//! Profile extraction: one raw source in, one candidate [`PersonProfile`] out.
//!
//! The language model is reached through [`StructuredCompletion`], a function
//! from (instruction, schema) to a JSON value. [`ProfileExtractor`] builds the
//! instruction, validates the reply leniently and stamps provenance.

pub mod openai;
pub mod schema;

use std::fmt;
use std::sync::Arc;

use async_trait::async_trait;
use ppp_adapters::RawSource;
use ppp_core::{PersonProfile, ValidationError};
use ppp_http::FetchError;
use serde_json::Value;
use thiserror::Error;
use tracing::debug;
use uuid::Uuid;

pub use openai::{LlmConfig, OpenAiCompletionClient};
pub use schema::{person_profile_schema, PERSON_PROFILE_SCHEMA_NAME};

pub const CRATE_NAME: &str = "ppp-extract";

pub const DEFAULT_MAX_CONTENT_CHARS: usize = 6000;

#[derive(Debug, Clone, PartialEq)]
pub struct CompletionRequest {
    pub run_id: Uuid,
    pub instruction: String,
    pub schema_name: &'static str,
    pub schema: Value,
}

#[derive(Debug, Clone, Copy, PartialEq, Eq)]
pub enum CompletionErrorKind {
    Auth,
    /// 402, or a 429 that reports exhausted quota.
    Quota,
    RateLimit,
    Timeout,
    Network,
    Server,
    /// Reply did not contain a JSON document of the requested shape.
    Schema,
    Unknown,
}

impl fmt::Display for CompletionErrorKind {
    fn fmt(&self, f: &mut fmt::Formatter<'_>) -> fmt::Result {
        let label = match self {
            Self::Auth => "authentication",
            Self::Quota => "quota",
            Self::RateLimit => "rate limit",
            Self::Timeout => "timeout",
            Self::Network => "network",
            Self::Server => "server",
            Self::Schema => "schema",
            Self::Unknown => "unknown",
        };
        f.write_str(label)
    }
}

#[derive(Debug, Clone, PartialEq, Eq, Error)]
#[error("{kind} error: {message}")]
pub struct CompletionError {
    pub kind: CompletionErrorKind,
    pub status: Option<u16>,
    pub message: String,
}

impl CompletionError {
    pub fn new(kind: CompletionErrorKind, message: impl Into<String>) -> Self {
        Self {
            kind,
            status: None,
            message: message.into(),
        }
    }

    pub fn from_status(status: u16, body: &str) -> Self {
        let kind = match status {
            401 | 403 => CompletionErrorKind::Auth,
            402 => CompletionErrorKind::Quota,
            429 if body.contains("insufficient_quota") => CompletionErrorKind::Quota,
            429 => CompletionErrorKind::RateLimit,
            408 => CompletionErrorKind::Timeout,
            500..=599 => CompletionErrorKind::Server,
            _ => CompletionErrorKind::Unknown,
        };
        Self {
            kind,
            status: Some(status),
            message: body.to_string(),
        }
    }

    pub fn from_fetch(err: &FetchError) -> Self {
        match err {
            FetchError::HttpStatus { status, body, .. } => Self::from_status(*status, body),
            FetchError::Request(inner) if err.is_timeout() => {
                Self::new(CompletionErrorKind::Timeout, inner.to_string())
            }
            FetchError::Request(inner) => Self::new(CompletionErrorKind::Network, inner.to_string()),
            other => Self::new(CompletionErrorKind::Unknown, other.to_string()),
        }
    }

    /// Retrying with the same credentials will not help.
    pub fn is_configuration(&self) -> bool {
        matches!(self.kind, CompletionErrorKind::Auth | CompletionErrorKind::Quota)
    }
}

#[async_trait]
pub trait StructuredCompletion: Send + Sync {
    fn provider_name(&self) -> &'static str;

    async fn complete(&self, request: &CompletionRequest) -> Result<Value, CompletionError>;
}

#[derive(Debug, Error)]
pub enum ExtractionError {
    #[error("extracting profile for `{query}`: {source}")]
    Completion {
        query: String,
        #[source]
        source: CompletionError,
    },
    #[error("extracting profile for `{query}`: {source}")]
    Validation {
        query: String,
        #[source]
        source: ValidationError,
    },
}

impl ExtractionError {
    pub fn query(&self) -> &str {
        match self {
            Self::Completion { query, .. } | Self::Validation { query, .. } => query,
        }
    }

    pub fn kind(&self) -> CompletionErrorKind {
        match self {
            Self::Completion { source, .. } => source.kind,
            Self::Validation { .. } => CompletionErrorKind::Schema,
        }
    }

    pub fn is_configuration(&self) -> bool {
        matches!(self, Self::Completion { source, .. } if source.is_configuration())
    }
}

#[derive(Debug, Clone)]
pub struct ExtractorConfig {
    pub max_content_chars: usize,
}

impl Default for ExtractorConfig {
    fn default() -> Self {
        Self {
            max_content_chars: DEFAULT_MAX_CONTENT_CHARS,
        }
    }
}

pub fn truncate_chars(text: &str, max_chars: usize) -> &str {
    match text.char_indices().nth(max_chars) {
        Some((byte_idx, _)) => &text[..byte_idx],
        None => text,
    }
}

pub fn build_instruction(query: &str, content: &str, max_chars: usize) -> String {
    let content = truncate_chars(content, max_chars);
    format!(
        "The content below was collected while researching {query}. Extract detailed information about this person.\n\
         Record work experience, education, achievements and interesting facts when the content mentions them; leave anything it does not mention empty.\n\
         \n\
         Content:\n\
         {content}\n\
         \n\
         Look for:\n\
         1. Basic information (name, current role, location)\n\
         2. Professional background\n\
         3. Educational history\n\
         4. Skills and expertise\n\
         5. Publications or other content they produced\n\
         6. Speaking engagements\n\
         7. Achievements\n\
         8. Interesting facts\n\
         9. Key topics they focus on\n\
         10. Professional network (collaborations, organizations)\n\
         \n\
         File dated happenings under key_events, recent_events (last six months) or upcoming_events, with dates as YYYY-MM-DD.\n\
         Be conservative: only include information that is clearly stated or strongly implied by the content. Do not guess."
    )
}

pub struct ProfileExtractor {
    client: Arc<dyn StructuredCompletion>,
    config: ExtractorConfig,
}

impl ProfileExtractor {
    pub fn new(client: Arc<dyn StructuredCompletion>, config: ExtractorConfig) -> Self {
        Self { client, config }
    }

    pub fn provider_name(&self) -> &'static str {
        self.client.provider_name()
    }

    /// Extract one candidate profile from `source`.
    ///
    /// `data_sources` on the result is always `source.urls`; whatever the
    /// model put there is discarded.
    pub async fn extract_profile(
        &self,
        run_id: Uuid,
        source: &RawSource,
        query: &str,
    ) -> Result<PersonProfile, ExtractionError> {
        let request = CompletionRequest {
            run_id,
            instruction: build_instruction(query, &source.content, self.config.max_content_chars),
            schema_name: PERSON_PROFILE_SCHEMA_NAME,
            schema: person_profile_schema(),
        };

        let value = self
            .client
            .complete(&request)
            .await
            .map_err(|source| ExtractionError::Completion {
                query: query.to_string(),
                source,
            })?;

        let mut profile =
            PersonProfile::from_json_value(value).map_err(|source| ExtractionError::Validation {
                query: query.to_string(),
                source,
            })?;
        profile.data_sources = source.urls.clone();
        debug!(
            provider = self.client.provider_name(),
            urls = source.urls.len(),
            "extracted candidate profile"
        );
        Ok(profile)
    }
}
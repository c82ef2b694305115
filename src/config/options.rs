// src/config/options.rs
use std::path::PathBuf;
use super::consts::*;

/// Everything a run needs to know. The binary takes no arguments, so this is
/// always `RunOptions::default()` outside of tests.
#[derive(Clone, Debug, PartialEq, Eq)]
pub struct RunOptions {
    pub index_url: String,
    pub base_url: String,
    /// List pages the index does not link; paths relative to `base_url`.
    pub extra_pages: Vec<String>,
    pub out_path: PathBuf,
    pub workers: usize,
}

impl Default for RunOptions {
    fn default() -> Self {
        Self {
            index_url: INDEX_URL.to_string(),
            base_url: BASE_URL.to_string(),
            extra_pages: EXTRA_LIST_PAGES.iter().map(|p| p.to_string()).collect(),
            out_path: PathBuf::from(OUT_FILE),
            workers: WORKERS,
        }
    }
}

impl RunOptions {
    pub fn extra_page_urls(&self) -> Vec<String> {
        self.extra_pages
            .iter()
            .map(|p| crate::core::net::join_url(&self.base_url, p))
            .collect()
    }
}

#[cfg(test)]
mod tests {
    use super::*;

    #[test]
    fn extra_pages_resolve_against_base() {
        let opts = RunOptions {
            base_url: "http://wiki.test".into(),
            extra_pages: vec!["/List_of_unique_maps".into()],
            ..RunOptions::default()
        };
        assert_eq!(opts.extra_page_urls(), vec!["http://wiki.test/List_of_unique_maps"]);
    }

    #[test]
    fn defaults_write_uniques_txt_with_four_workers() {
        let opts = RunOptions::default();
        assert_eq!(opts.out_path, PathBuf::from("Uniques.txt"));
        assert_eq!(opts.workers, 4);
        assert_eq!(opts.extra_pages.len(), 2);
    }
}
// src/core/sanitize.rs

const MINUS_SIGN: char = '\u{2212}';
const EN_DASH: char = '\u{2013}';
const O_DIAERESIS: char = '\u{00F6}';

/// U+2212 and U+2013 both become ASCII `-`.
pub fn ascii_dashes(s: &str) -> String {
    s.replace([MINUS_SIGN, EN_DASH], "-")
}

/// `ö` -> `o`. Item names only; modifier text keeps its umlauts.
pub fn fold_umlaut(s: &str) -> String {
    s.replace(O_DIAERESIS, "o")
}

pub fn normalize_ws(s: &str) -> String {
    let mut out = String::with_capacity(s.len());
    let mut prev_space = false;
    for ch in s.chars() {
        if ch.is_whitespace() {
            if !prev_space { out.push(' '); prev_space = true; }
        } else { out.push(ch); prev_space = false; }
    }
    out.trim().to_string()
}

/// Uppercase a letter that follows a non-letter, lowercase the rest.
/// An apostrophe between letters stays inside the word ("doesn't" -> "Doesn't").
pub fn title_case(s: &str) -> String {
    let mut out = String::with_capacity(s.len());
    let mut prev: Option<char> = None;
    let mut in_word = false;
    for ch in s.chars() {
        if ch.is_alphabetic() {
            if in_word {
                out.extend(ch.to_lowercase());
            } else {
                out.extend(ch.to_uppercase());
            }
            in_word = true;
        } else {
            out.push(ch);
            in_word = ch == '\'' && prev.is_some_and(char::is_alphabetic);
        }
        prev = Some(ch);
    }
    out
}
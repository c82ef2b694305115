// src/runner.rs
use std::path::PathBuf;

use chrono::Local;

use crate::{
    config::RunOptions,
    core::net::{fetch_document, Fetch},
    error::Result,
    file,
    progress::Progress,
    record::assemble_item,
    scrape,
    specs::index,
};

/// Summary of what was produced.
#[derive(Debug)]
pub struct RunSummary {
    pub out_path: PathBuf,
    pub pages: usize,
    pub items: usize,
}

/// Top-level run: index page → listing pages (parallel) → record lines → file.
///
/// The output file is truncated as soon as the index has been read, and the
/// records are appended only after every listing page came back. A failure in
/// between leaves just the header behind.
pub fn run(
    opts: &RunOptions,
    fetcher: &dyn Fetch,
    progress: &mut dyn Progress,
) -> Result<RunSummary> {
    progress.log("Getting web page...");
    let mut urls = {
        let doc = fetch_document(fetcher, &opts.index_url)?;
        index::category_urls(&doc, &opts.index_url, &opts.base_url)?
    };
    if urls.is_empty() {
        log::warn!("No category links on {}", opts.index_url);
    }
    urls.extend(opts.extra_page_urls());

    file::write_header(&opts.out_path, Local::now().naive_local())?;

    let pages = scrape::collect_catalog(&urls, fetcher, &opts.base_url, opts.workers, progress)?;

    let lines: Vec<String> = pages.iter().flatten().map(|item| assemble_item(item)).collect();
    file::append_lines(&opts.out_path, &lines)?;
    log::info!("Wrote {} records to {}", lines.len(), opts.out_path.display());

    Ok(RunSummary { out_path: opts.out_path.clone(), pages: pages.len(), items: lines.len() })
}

### Your instructions
In the listing above, start at the line with "pub fn ascii_dashes(s: &str)", go on through the line with "lines → file.", and copy each of those lines exactly; leave out all the rest.

### Written response
pub fn ascii_dashes(s: &str) -> String {
    s.replace([MINUS_SIGN, EN_DASH], "-")
}

/// `ö` -> `o`. Item names only; modifier text keeps its umlauts.
pub fn fold_umlaut(s: &str) -> String {
    s.replace(O_DIAERESIS, "o")
}

pub fn normalize_ws(s: &str) -> String {
    let mut out = String::with_capacity(s.len());
    let mut prev_space = false;
    for ch in s.chars() {
        if ch.is_whitespace() {
            if !prev_space { out.push(' '); prev_space = true; }
        } else { out.push(ch); prev_space = false; }
    }
    out.trim().to_string()
}

/// Uppercase a letter that follows a non-letter, lowercase the rest.
/// An apostrophe between letters stays inside the word ("doesn't" -> "Doesn't").
pub fn title_case(s: &str) -> String {
    let mut out = String::with_capacity(s.len());
    let mut prev: Option<char> = None;
    let mut in_word = false;
    for ch in s.chars() {
        if ch.is_alphabetic() {
            if in_word {
                out.extend(ch.to_lowercase());
            } else {
                out.extend(ch.to_uppercase());
            }
            in_word = true;
        } else {
            out.push(ch);
            in_word = ch == '\'' && prev.is_some_and(char::is_alphabetic);
        }
        prev = Some(ch);
    }
    out
}
repository c82ef2b694305115
// src/runner.rs
use std::path::PathBuf;

use chrono::Local;

use crate::{
    config::RunOptions,
    core::net::{fetch_document, Fetch},
    error::Result,
    file,
    progress::Progress,
    record::assemble_item,
    scrape,
    specs::index,
};

/// Summary of what was produced.
#[derive(Debug)]
pub struct RunSummary {
    pub out_path: PathBuf,
    pub pages: usize,
    pub items: usize,
}

/// Top-level run: index page → listing pages (parallel) → record lines → file.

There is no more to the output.